National Pet Hydration Month provides the opportunity to remind clients about the dangers of dehydration and overhydration

With rising summer temperatures, July has been established as National Pet Hydration Month. While keeping water available to indoor and outdoor pets may seem like common sense, the summer heat provides an opportunity to educate your clients about the symptoms and dangers of dehydration and overhydration.

Remind your clients of the common symptoms of dehydration:

  • Loss of appetite
  • Reduced energy levels
  • Lethargy
  • Panting
  • Sunken, dry-looking eyes
  • Dry nose and gums
  • Loss of skin elasticity

Demonstrate the skin elasticity test to your clients by showing them to gently pinch the animal’s skin between thumb and forefinger. Explain that skin will spring back into position in well-hydrated dogs, while it takes longer in dehydrated dogs.

Show your clients how to check their pet’s gums, checking for moist versus dry, tacky feeling gums or demonstrate how capillary refill time can take longer in dehydrated animals.

Increased water intake also is important to avoid urinary blockage in cats. Symptoms include

  • Straining in the litter box
  • Crying/howling
  • Licking genitals or below base of tail
  • Hiding

For those four-legged patients who can’t get enough of the pool, garden hose or swim time, it can help to state the dangers of water intoxication. Although hyponatremia is relatively rare, it is possible for dogs to ingest large quantities of water when splashing for extended periods of time. Symptoms of water intoxication include:

  • Loss of coordination
  • Lethargy
  • Bloating
  • Vomiting
  • Glazed eyes
  • Excessive salivation
  • Difficulty breathing
  • Seizures
  • Coma

Promoting pet hydration within your practice

Do your clients know that as much as 80 percent of a pet’s body is water, compared to 55 to 60 percent in humans?

Remind them that the general rule for daily water consumption is one ounce of water per pound of body weight daily. If your client is concerned about whether or not their pets drink enough, consider sharing these tips.

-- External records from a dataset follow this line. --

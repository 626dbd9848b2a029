use ndarray::{array, Array1};
use neuroray::SynapseGraph;

/// 0 → 1 → 2 → 3 chain with a 2 → 1 back edge (ids: 0 input, 3 output).
fn chain_with_cycle() -> SynapseGraph {
    // entries sorted by row * 4 + col: (1,0)=4, (1,2)=6, (2,1)=9, (3,2)=14
    let rows = array![1i64, 1, 2, 3];
    let cols = array![0i64, 2, 1, 2];
    let values = Array1::from_elem(4, 0.5f32);
    SynapseGraph::new(values, rows, cols, 4).unwrap()
}

#[test]
fn test_new_rejects_unsorted_coo() {
    let rows = array![2i64, 1];
    let cols = array![1i64, 0];
    let values = Array1::from_elem(2, 1.0f32);
    assert!(SynapseGraph::new(values, rows, cols, 4).is_err());
}

#[test]
fn test_new_rejects_self_loops_and_out_of_range() {
    let values = Array1::from_elem(1, 1.0f32);
    assert!(SynapseGraph::new(values.clone(), array![2i64], array![2i64], 4).is_err());
    assert!(SynapseGraph::new(values, array![5i64], array![0i64], 4).is_err());
}

#[test]
fn test_traverse_forward_frontier_walk() {
    let graph = chain_with_cycle();
    assert_eq!(graph.traverse_forward(&array![0i64], 1).unwrap(), array![1i64]);
    assert_eq!(graph.traverse_forward(&array![0i64], 2).unwrap(), array![2i64]);
    // node 2 feeds both the back edge into 1 and the output
    assert_eq!(
        graph.traverse_forward(&array![0i64], 3).unwrap(),
        array![1i64, 3]
    );
    // 3 has no successors: the frontier stays put
    assert_eq!(graph.traverse_forward(&array![3i64], 2).unwrap(), array![3i64]);
}

#[test]
fn test_traverse_backward_frontier_walk() {
    let graph = chain_with_cycle();
    assert_eq!(graph.traverse_backward(&array![3i64], 1).unwrap(), array![2i64]);
    assert_eq!(graph.traverse_backward(&array![3i64], 2).unwrap(), array![1i64]);
    // predecessors of 1 are 0 and 2
    assert_eq!(
        graph.traverse_backward(&array![3i64], 3).unwrap(),
        array![0i64, 2]
    );
}

#[test]
fn test_forward_backward_symmetry() {
    let graph = chain_with_cycle();
    let depth = 3;
    // backward from 3 reaches 0 within depth, so forward from 0 reaches 3
    let back = graph.traverse_backward(&array![3i64], depth).unwrap();
    assert!(back.iter().any(|&v| v == 0));
    let fwd = graph.traverse_forward(&array![0i64], depth).unwrap();
    assert!(fwd.iter().any(|&v| v == 3));
}

#[test]
fn test_check_connected() {
    let graph = chain_with_cycle();
    assert!(graph.check_connected(&array![0i64], &array![3i64], 3).unwrap());
    // two steps fall short of the output
    assert!(!graph.check_connected(&array![0i64], &array![3i64], 2).unwrap());
}

#[test]
fn test_delete_loops_breaks_hidden_cycle() {
    let mut graph = chain_with_cycle();
    graph.delete_loops(&array![3i64], &array![0i64], 3).unwrap();

    // exactly the 2 → 1 back edge dies; the forward chain survives
    assert_eq!(*graph.row_idx(), array![1i64, 2, 3]);
    assert_eq!(*graph.col_idx(), array![0i64, 1, 2]);

    // connectivity is preserved and the output no longer walks anywhere
    assert!(graph.check_connected(&array![0i64], &array![3i64], 3).unwrap());
    let from_output = graph.traverse_forward(&array![3i64], 3).unwrap();
    assert!(!from_output.iter().any(|&v| v == 0));
}

#[test]
fn test_delete_loops_removes_output_back_edge() {
    // chain plus edges 3 → 1 and 2 → 1 looping back from downstream
    // sorted keys over neuron_size 4: (1,0)=4, (1,2)=6, (1,3)=7, (2,1)=9, (3,2)=14
    let rows = array![1i64, 1, 1, 2, 3];
    let cols = array![0i64, 2, 3, 1, 2];
    let values = Array1::from_elem(5, 1.0f32);
    let mut graph = SynapseGraph::new(values, rows, cols, 4).unwrap();

    graph.delete_loops(&array![3i64], &array![0i64], 3).unwrap();

    assert_eq!(*graph.row_idx(), array![1i64, 2, 3]);
    assert_eq!(*graph.col_idx(), array![0i64, 1, 2]);
    assert!(graph.check_connected(&array![0i64], &array![3i64], 3).unwrap());

    // no path of length <= 3 from the output back to the input remains
    for depth in 1..=3 {
        let reach = graph.traverse_forward(&array![3i64], depth).unwrap();
        assert!(!reach.iter().any(|&v| v == 0));
    }
}

#[test]
fn test_delete_loops_keeps_acyclic_graph_intact() {
    let rows = array![1i64, 2, 3];
    let cols = array![0i64, 1, 2];
    let values = array![0.1f32, 0.2, 0.3];
    let mut graph = SynapseGraph::new(values, rows, cols, 4).unwrap();

    graph.delete_loops(&array![3i64], &array![0i64], 3).unwrap();

    assert_eq!(*graph.row_idx(), array![1i64, 2, 3]);
    assert_eq!(*graph.col_idx(), array![0i64, 1, 2]);
    assert_eq!(*graph.values(), array![0.1f32, 0.2, 0.3]);
}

  1. Always stock a fresh supply. You don’t like floaters in your cup. While pets may not be quite as picky, a clean supply is always more appealing.
  2. Clean the water bowl. A clean bowl is equally as important as fresh water. Wash water bowls daily to prevent bacteria growth.
  3. Keep it moving. Do you have a pet that likes to drink from the faucet? For pets that prefer moving water, pet fountains keep water circulating and your taps safely shut off! If you do opt for a water fountain, don’t forget to change the filter and clean per the manufacturer’s instructions.
  4. Consider adding wet food or supplementing with fresh raw fruits or vegetables for added water intake.

A change in amount of water consumption may also indicate illness. For example, dogs with pancreatitis, parvovirus or leptospirosis tend to drink less water, while bladder infections, Cushing’s disease and diabetes can lead to excessive thirst and drinking.

With these simple tips, pet owners can help to keep their pets safe, healthy and hydrated during the hot summer months.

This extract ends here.